2) Is variance completely irrelevant to census data? In other words, does the spread in measurement data for a given morphological feature (for instance height) have any effect on the significance of the difference between means where animals are grouped into categories, for example, grouped by the year the animal was measured.

I understand that sampling error cannot be used to evaluate statistical significance due to the fact that there is theoretically no sampling error in a census due to sampling every member of the population, but does the fact that data is derived from a census also eliminate degree of variance as a way to compare the significance of a difference between two means? In other words no matter how much variability there is within the data sets being compared, is it the case that the variability can never invalidate the difference between the means?

In practical terms, when working with census data, is it valid to create graphs that show means with their standard deviation and make a statement about whether or not the measurement means from measurements taken in certain year ranges (ie 1981-1988, 1989-1992) are significantly different.

Having a hard to time wrapping my brain around how variability in the data due to genetic or environmental causes can be ignored even when you have data on the total population.

3) At what degree of distance from raw census data are you allowed to attribute statistical significance to the results. In other words, once you start performing tests on raw data (generate statistical data based on that raw data), is it then valid to examine statistical significance?

4) Is a census population statistically the same as a finite population and do the same statistical rules apply to both?

Thanks in advance...and sorry for the basic nature of these questions.
 

terzi

TS Contributor
#2
Hi ebf,

As you already know, a census implies that you get information about every single unit in your population. Since you will have full information on your subjects, there is no reason to perform estimations: what you get is what it is. I'll try to answer your questions based on that principle, I hope it is useful

1) Missing data can become problematic, particularly since it will alter your calculations and the number you get won't be the real value of your parameters. Missing data will not turn your census into a sample, it will directly distort the results. Procedures for handling missing data, such as imputations should be appropriate since, depending on the mechanism of missing data, your information could be biased.

2) Variance is relevant as a measure of dispersion. You can still calculate variance and standard deviation and interpret them accordingly. Estimation is irrelevant, since the standard deviation you get is the real standard deviation, so you wouldn't be using an estimator, but you should calculate the parameter directly. You don't have to look for significant differences then, if you get 10 one year and 11 on another, those are different, period. As you mentioned, there is no sampling error in a census, but there are many non-sampling errors that may occur (problems with surveyors, poorly designed questionnaires, etc.) and that can alter your results.

3) I don't really get this question. As I told you, statistical significance is a concept used in samples, I don't think it would be most useful in a census.

4) A census can only occur in a finite population. As you know, a finite population is well defined and every member can be appropriately identified. An infinite population means you don't know the size or the actual members of your population, so you can't adequately produce a census.
 
#3
Conditional on me understanding the questions correctly, I'll take a shot at some of these:

1) A set of observations either contains an entire population or it doesn't. If the latter, then it is a sample. If your data contain only those observations of a population for which there are no missing cells, then the data are a systematic sample of the total population where inclusion in the sample is based on listwise deletion. However, you could also call those data "the population of individuals for whom there are no missing cells".

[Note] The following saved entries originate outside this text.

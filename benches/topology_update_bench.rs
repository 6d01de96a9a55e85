use criterion::{BenchmarkId, Criterion, black_box, criterion_group, criterion_main};

use xfem_topology::cut::PlaneCut;
use xfem_topology::cut_mesh::CutMesh;
use xfem_topology::xfem::{HostMesh, Xfem};

/// Connectivity of a strip of `n` unit quads along x.
fn strip(n: u32) -> Vec<Vec<u32>> {
    let row = n + 1;
    (0..n).map(|i| vec![i, i + 1, i + 1 + row, i + row]).collect()
}

/// Cut the whole strip along its midline and run one topology update.
fn split_strip(connectivity: &[Vec<u32>]) -> CutMesh {
    let mut mesh = CutMesh::default();
    mesh.add_elements(connectivity).expect("strip connectivity");
    mesh.update_edge_neighbors().expect("neighbors");
    mesh.add_edge_intersection(0, 3, 0.5).expect("entry cut");
    for id in 0..connectivity.len() as u32 {
        mesh.add_edge_intersection(id, 1, 0.5).expect("side cut");
    }
    mesh.update_physical_links_and_fragments().expect("fragments");
    mesh.update_topology().expect("topology");
    mesh
}

fn bench_topology_update(c: &mut Criterion) {
    let mut group = c.benchmark_group("topology_update");

    for &n in &[16u32, 64, 256] {
        let connectivity = strip(n);
        group.bench_with_input(BenchmarkId::new("split_strip", n), &n, |b, _| {
            b.iter(|| {
                let mesh = split_strip(&connectivity);
                black_box(mesh.num_elements());
            });
        });

        group.bench_with_input(BenchmarkId::new("xfem_update", n), &n, |b, &n| {
            b.iter(|| {
                let mut host = HostMesh::rectangle(n, 1, f64::from(n), 1.0).expect("grid");
                let mut xfem = Xfem::default();
                xfem.add_geometric_cut(PlaneCut::new([0.0, 0.5], [0.0, 1.0]));
                let changed = xfem.update(&mut host, 0.0).expect("update");
                black_box((changed, host.num_elements()));
            });
        });
    }

    group.finish();
}

criterion_group!(benches, bench_topology_update);
criterion_main!(benches);
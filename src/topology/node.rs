//! Typed node identities and the id-keyed node pools of the cut mesh.
//!
//! A node is identified by its [`NodeCategory`] together with an integer id.
//! The categories keep separate id spaces, so permanent node `3` and embedded
//! node `3` are different nodes. Permanent, temporary and embedded nodes live
//! in a [`NodePool`] owned by the engine. Local-index nodes are never pooled:
//! they are positions in a single element's node list, used by saved copies of
//! cut elements.
//!
//! Every pooled node records the [`Generation`] in which it was created, and
//! [`NodeHandle`]/[`ElementHandle`] carry that generation so that references
//! kept across a `reset` are detected instead of silently aliasing new data.

use crate::mesh_error::CutMeshError;
use serde::{Deserialize, Serialize};
use std::collections::BTreeMap;
use std::fmt;

/// Node categories of the phantom-node method.
#[derive(Copy, Clone, Debug, PartialEq, Eq, Hash, PartialOrd, Ord, Serialize, Deserialize)]
#[repr(u8)]
pub enum NodeCategory {
    /// Node of the host mesh; survives topology rebuilds.
    Permanent,
    /// Duplicate created while materializing child elements; resolved to a
    /// permanent node before the update finishes.
    Temp,
    /// Intersection point of a cut with an edge or with the element interior.
    Embedded,
    /// Position in an element's node list, used by element-local copies.
    LocalIndex,
}

impl NodeCategory {
    fn prefix(self) -> &'static str {
        match self {
            NodeCategory::Permanent => "",
            NodeCategory::Temp => "t",
            NodeCategory::Embedded => "e",
            NodeCategory::LocalIndex => "l",
        }
    }
}

/// Identity of a node: category plus id within that category.
#[derive(Copy, Clone, PartialEq, Eq, Hash, PartialOrd, Ord, Serialize, Deserialize)]
pub struct NodeKey {
    category: NodeCategory,
    id: u32,
}

impl NodeKey {
    #[inline]
    pub const fn new(category: NodeCategory, id: u32) -> Self {
        Self { category, id }
    }

    #[inline]
    pub const fn permanent(id: u32) -> Self {
        Self::new(NodeCategory::Permanent, id)
    }

    #[inline]
    pub const fn temp(id: u32) -> Self {
        Self::new(NodeCategory::Temp, id)
    }

    #[inline]
    pub const fn embedded(id: u32) -> Self {
        Self::new(NodeCategory::Embedded, id)
    }

    #[inline]
    pub const fn local(index: u32) -> Self {
        Self::new(NodeCategory::LocalIndex, index)
    }

    #[inline]
    pub const fn category(self) -> NodeCategory {
        self.category
    }

    #[inline]
    pub const fn id(self) -> u32 {
        self.id
    }

    #[inline]
    pub fn is_permanent(self) -> bool {
        self.category == NodeCategory::Permanent
    }

    #[inline]
    pub fn is_temp(self) -> bool {
        self.category == NodeCategory::Temp
    }

    #[inline]
    pub fn is_embedded(self) -> bool {
        self.category == NodeCategory::Embedded
    }

    #[inline]
    pub fn is_local(self) -> bool {
        self.category == NodeCategory::LocalIndex
    }
}

impl fmt::Debug for NodeKey {
    fn fmt(&self, f: &mut fmt::Formatter<'_>) -> fmt::Result {
        f.debug_tuple("NodeKey")
            .field(&format_args!("{self}"))
            .finish()
    }
}

/// Prints `3` for permanent nodes and `t3`, `e3`, `l3` for the other categories.
impl fmt::Display for NodeKey {
    fn fmt(&self, f: &mut fmt::Formatter<'_>) -> fmt::Result {
        write!(f, "{}{}", self.category.prefix(), self.id)
    }
}

/// Rebuild counter of the engine. Advanced by `reset` and `clear_ancestry`.
#[derive(
    Copy, Clone, Debug, Default, PartialEq, Eq, Hash, PartialOrd, Ord, Serialize, Deserialize,
)]
pub struct Generation(u64);

impl Generation {
    #[inline]
    pub const fn get(self) -> u64 {
        self.0
    }

    #[inline]
    pub(crate) const fn next(self) -> Self {
        Generation(self.0 + 1)
    }
}

/// A pooled node.
#[derive(Clone, Debug, PartialEq)]
pub struct Node {
    key: NodeKey,
    parent: Option<NodeKey>,
    generation: Generation,
}

impl Node {
    pub(crate) fn new(key: NodeKey, parent: Option<NodeKey>, generation: Generation) -> Self {
        Self {
            key,
            parent,
            generation,
        }
    }

    #[inline]
    pub fn key(&self) -> NodeKey {
        self.key
    }

    #[inline]
    pub fn id(&self) -> u32 {
        self.key.id
    }

    #[inline]
    pub fn category(&self) -> NodeCategory {
        self.key.category
    }

    /// Node this one was duplicated from, if any.
    #[inline]
    pub fn parent(&self) -> Option<NodeKey> {
        self.parent
    }

    #[inline]
    pub fn generation(&self) -> Generation {
        self.generation
    }

    pub(crate) fn remove_parent(&mut self) {
        self.parent = None;
    }
}

/// Reference to a pooled node, valid for the generation it was issued in.
#[derive(Copy, Clone, Debug, PartialEq, Eq, Hash)]
pub struct NodeHandle {
    pub(crate) key: NodeKey,
    pub(crate) generation: Generation,
}

impl NodeHandle {
    pub fn key(&self) -> NodeKey {
        self.key
    }

    pub fn generation(&self) -> Generation {
        self.generation
    }
}

/// Reference to an element, valid for the generation it was issued in.
#[derive(Copy, Clone, Debug, PartialEq, Eq, Hash)]
pub struct ElementHandle {
    pub(crate) id: u32,
    pub(crate) generation: Generation,
}

impl ElementHandle {
    pub fn id(&self) -> u32 {
        self.id
    }

    pub fn generation(&self) -> Generation {
        self.generation
    }
}

// -----------------------------------------------------------------------------
// Pools
// -----------------------------------------------------------------------------

/// Id-keyed storage for the nodes of one category.
#[derive(Clone, Debug)]
pub struct NodePool {
    category: NodeCategory,
    nodes: BTreeMap<u32, Node>,
}

impl NodePool {
    pub fn new(category: NodeCategory) -> Self {
        Self {
            category,
            nodes: BTreeMap::new(),
        }
    }

    pub fn category(&self) -> NodeCategory {
        self.category
    }

    /// Next free id: one past the largest id in use, or 0 when empty.
    pub fn next_id(&self) -> u32 {
        self.nodes.keys().next_back().map_or(0, |last| last + 1)
    }

    /// Create a node with the next free id.
    pub fn create(&mut self, parent: Option<NodeKey>, generation: Generation) -> NodeKey {
        let key = NodeKey::new(self.category, self.next_id());
        self.nodes.insert(key.id, Node::new(key, parent, generation));
        key
    }

    /// Return the node with `id`, creating it when absent.
    pub fn get_or_create(&mut self, id: u32, generation: Generation) -> NodeKey {
        let key = NodeKey::new(self.category, id);
        self.nodes
            .entry(id)
            .or_insert_with(|| Node::new(key, None, generation));
        key
    }

    pub fn get(&self, key: NodeKey) -> Option<&Node> {
        if key.category != self.category {
            return None;
        }
        self.nodes.get(&key.id)
    }

    pub fn try_get(&self, key: NodeKey) -> Result<&Node, CutMeshError> {
        self.get(key).ok_or(CutMeshError::UnknownNode(key))
    }

    pub fn contains(&self, key: NodeKey) -> bool {
        self.get(key).is_some()
    }

    pub fn remove(&mut self, key: NodeKey) -> Option<Node> {
        if key.category != self.category {
            return None;
        }
        self.nodes.remove(&key.id)
    }

    pub fn len(&self) -> usize {
        self.nodes.len()
    }

    pub fn is_empty(&self) -> bool {
        self.nodes.is_empty()
    }

    pub fn clear(&mut self) {
        self.nodes.clear();
    }

    pub fn iter(&self) -> impl Iterator<Item = &Node> {
        self.nodes.values()
    }

    pub(crate) fn iter_mut(&mut self) -> impl Iterator<Item = &mut Node> {
        self.nodes.values_mut()
    }
}

#[cfg(test)]
mod layout_tests {
    use super::*;
    use static_assertions::assert_eq_size;

    // Keys are stored by value in every edge; keep them word sized.
    assert_eq_size!(NodeKey, u64);
}

#[cfg(test)]
mod tests {
    use super::*;

    #[test]
    fn categories_have_separate_id_spaces() {
        assert_ne!(NodeKey::permanent(3), NodeKey::embedded(3));
        assert_eq!(NodeKey::permanent(3).to_string(), "3");
        assert_eq!(NodeKey::embedded(3).to_string(), "e3");
        assert_eq!(NodeKey::temp(1).to_string(), "t1");
        assert_eq!(NodeKey::local(2).to_string(), "l2");
        assert_eq!(format!("{:?}", NodeKey::temp(1)), "NodeKey(t1)");
    }

    #[test]
    fn pool_ids_grow_from_max() {
        let mut pool = NodePool::new(NodeCategory::Embedded);
        assert_eq!(pool.next_id(), 0);
        let a = pool.create(None, Generation::default());
        assert_eq!(a, NodeKey::embedded(0));
        pool.get_or_create(7, Generation::default());
        let b = pool.create(None, Generation::default());
        assert_eq!(b.id(), 8);
        assert!(pool.remove(a).is_some());
        assert_eq!(pool.next_id(), 9);
    }

    #[test]
    fn pool_rejects_foreign_categories() {
        let mut pool = NodePool::new(NodeCategory::Permanent);
        pool.get_or_create(0, Generation::default());
        assert!(pool.get(NodeKey::temp(0)).is_none());
        assert!(matches!(
            pool.try_get(NodeKey::embedded(0)),
            Err(CutMeshError::UnknownNode(_))
        ));
    }

    #[test]
    fn generations_advance() {
        let g = Generation::default();
        assert_eq!(g.next().get(), 1);
        assert!(g < g.next());
    }
}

2) That your data come from a census does not mean that individual variables are not random. Variance always matters for hypothesis testing.

3) I don't think I understand this question.

4) You may need to clarify this question, too. A census of a population should give you an observation for each member of the population. So if the population is finite, so will be the number of individuals in the census. The distinction between a census population and a finite population is like the distinction between apples and organes: A census population is a population on whom a census is performed, while a finite population is a population that is not infinite. So asking whether they "statistically the same" doesn't make sense to me in this context.
 

ebf

New Member
#4
Thanks for the answers so far. I realize these are very basic questions but I appreciate you taking the time to try to explain.

I guess what I am trying to understand is what can and cannot be said about the significance of the difference between means of census measurement data grouped by year. Specifically, if you create a bar chart of the means and apply standard deviation bars to the columns, and the sd bars overlap between columns, what are you allowed to say about the means? Can you say anything about the significance of the difference between the means?